(Stored data entries)
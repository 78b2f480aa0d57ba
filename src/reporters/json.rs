//! JSON reporter
//!
//! Outputs the findings sequence as pretty-printed JSON. This is the stable
//! machine contract: static findings carry `file`/`line`/`code`, dynamic
//! findings carry `endpoint`/`parameter`/`payload`/`status_code`, both carry
//! `type` and `description`.

use crate::models::Finding;
use anyhow::Result;

/// Render findings as JSON
pub fn render(findings: &[Finding]) -> Result<String> {
    Ok(serde_json::to_string_pretty(findings)?)
}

__Exercise aim__. Every record shown above should be given back exactly.

__Task result__.
repository 78b2f480aa0d57ba
filename src/reporters/json.rs
//! JSON reporter
//!
//! Outputs the findings sequence as pretty-printed JSON. This is the stable
//! machine contract: static findings carry `file`/`line`/`code`, dynamic
//! findings carry `endpoint`/`parameter`/`payload`/`status_code`, both carry
//! `type` and `description`.

use crate::models::Finding;
use anyhow::Result;

/// Render findings as JSON
pub fn render(findings: &[Finding]) -> Result<String> {
    Ok(serde_json::to_string_pretty(findings)?)
}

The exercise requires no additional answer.